WHAT YOU NEED TO DO » Lines with "CategoryAssignment" in the entries below: count them and reply with the number alone.

RECORDS SUPPLIED »
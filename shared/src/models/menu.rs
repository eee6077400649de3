//! Menu Models (categories, items, translations)

use rust_decimal::Decimal;
use serde::{Deserialize, Serialize};
use validator::Validate;

/// Menu category entity
#[derive(Debug, Clone, Serialize, Deserialize)]
#[cfg_attr(feature = "db", derive(sqlx::FromRow))]
pub struct MenuCategory {
    pub id: i64,
    pub restaurant_id: i64,
    pub name: String,
    pub description: Option<String>,
    pub display_order: i32,
    pub is_active: bool,
    pub created_at: i64,
    pub updated_at: i64,
}

/// Create category payload
#[derive(Debug, Clone, Serialize, Deserialize, Validate)]
pub struct CategoryCreate {
    #[validate(length(min = 1, max = 200))]
    pub name: String,
    #[validate(length(max = 500))]
    pub description: Option<String>,
    pub display_order: Option<i32>,
}

/// Update category payload
#[derive(Debug, Clone, Default, Serialize, Deserialize, Validate)]
pub struct CategoryUpdate {
    #[validate(length(min = 1, max = 200))]
    pub name: Option<String>,
    #[validate(length(max = 500))]
    pub description: Option<String>,
    pub display_order: Option<i32>,
    pub is_active: Option<bool>,
}

/// One language's name/description for an item
#[derive(Debug, Clone, Serialize, Deserialize, Validate)]
pub struct TranslationInput {
    #[validate(length(min = 2, max = 10))]
    pub language_code: String,
    #[validate(length(min = 1, max = 200))]
    pub name: String,
    #[validate(length(max = 2000))]
    pub description: Option<String>,
}

/// Category association with its per-association order
#[derive(Debug, Clone, Serialize, Deserialize, PartialEq, Eq)]
pub struct CategoryAssignment {
    pub category_id: i64,
    #[serde(default)]
    pub display_order: i32,
}

/// Create / update menu item payload
///
/// Translations and category associations are replaced wholesale on update.
#[derive(Debug, Clone, Serialize, Deserialize, Validate)]
pub struct MenuItemInput {
    pub base_price: Decimal,
    #[validate(range(min = 0, max = 600))]
    pub preparation_time: Option<i32>,
    #[serde(default = "default_true")]
    pub is_available: bool,
    #[serde(default)]
    pub is_featured: bool,
    #[validate(length(max = 2048))]
    pub image_url: Option<String>,
    #[validate(nested)]
    pub translations: Vec<TranslationInput>,
    #[serde(default)]
    pub categories: Vec<CategoryAssignment>,
}

fn default_true() -> bool {
    true
}

/// Category reference aggregated onto an item
#[derive(Debug, Clone, Serialize, Deserialize, PartialEq, Eq)]
pub struct MenuItemCategoryRef {
    pub id: i64,
    pub name: String,
    pub display_order: i32,
}

/// Menu item as read back, localized to one language
#[derive(Debug, Clone, Serialize, Deserialize)]
#[cfg_attr(feature = "db", derive(sqlx::FromRow))]
pub struct MenuItem {
    pub id: i64,
    pub restaurant_id: i64,
    pub base_price: Decimal,
    pub preparation_time: Option<i32>,
    pub is_available: bool,
    pub is_featured: bool,
    pub image_url: Option<String>,
    /// Translated name, or `Item #<id>` when no translation exists
    pub name: String,
    pub description: Option<String>,
    #[cfg_attr(feature = "db", sqlx(json))]
    pub categories: Vec<MenuItemCategoryRef>,
    /// Association order; only set when listing one category
    #[cfg_attr(feature = "db", sqlx(default))]
    #[serde(skip_serializing_if = "Option::is_none")]
    pub category_order: Option<i32>,
    pub created_at: i64,
    pub updated_at: i64,
}

/// Stored translation row
#[derive(Debug, Clone, Serialize, Deserialize)]
#[cfg_attr(feature = "db", derive(sqlx::FromRow))]
pub struct MenuItemTranslation {
    pub id: i64,
    pub menu_item_id: i64,
    pub language_code: String,
    pub name: String,
    pub description: Option<String>,
}

/// Menu item list filters
#[derive(Debug, Clone, Default, Serialize, Deserialize)]
pub struct MenuItemQuery {
    pub language: Option<String>,
    pub available: Option<bool>,
    pub featured: Option<bool>,
    pub category_id: Option<i64>,
}

/// Language selector for single-item reads
#[derive(Debug, Clone, Default, Serialize, Deserialize)]
pub struct LanguageQuery {
    pub language: Option<String>,
}

#[derive(Debug, Clone, Serialize, Deserialize)]
pub struct AvailabilityUpdate {
    pub is_available: bool,
}

#[derive(Debug, Clone, Serialize, Deserialize, PartialEq, Eq)]
pub struct ReorderEntry {
    pub menu_item_id: i64,
    pub display_order: i32,
}

/// Batch display-order update within one category
#[derive(Debug, Clone, Serialize, Deserialize)]
pub struct ReorderRequest {
    pub items: Vec<ReorderEntry>,
}

/// Public menu of an active restaurant
#[derive(Debug, Clone, Serialize, Deserialize)]
pub struct PublicMenu {
    pub restaurant_id: i64,
    pub restaurant_name: String,
    pub url_slug: String,
    pub categories: Vec<MenuCategory>,
    pub items: Vec<MenuItem>,
}

#[cfg(test)]
mod tests {
    use super::*;
    use std::str::FromStr;

    #[test]
    fn test_menu_item_input_defaults() {
        let input: MenuItemInput = serde_json::from_str(
            r#"{"base_price":"12.50","translations":[{"language_code":"en","name":"Paella"}]}"#,
        )
        .unwrap();
        assert!(input.is_available);
        assert!(!input.is_featured);
        assert!(input.categories.is_empty());
        assert_eq!(input.base_price, Decimal::from_str("12.50").unwrap());
    }

    #[test]
    fn test_menu_item_input_accepts_numeric_price() {
        let input: MenuItemInput =
            serde_json::from_str(r#"{"base_price":9.5,"translations":[]}"#).unwrap();
        assert_eq!(input.base_price, Decimal::from_str("9.5").unwrap());
    }

    #[test]
    fn test_translation_validation() {
        let input = MenuItemInput {
            base_price: Decimal::ONE,
            preparation_time: Some(1000),
            is_available: true,
            is_featured: false,
            image_url: None,
            translations: vec![TranslationInput {
                language_code: "e".into(),
                name: "".into(),
                description: None,
            }],
            categories: vec![],
        };
        let errors = input.validate().unwrap_err();
        assert!(errors.errors().contains_key("translations"));
        assert!(errors.errors().contains_key("preparation_time"));
    }

    #[test]
    fn test_category_order_skipped_when_absent() {
        let item = MenuItem {
            id: 1,
            restaurant_id: 1,
            base_price: Decimal::ONE,
            preparation_time: None,
            is_available: true,
            is_featured: false,
            image_url: None,
            name: "Item #1".into(),
            description: None,
            categories: vec![],
            category_order: None,
            created_at: 0,
            updated_at: 0,
        };
        let json = serde_json::to_value(&item).unwrap();
        assert!(json.get("category_order").is_none());
    }
}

RESPONSE TO THE EXERCISE » 2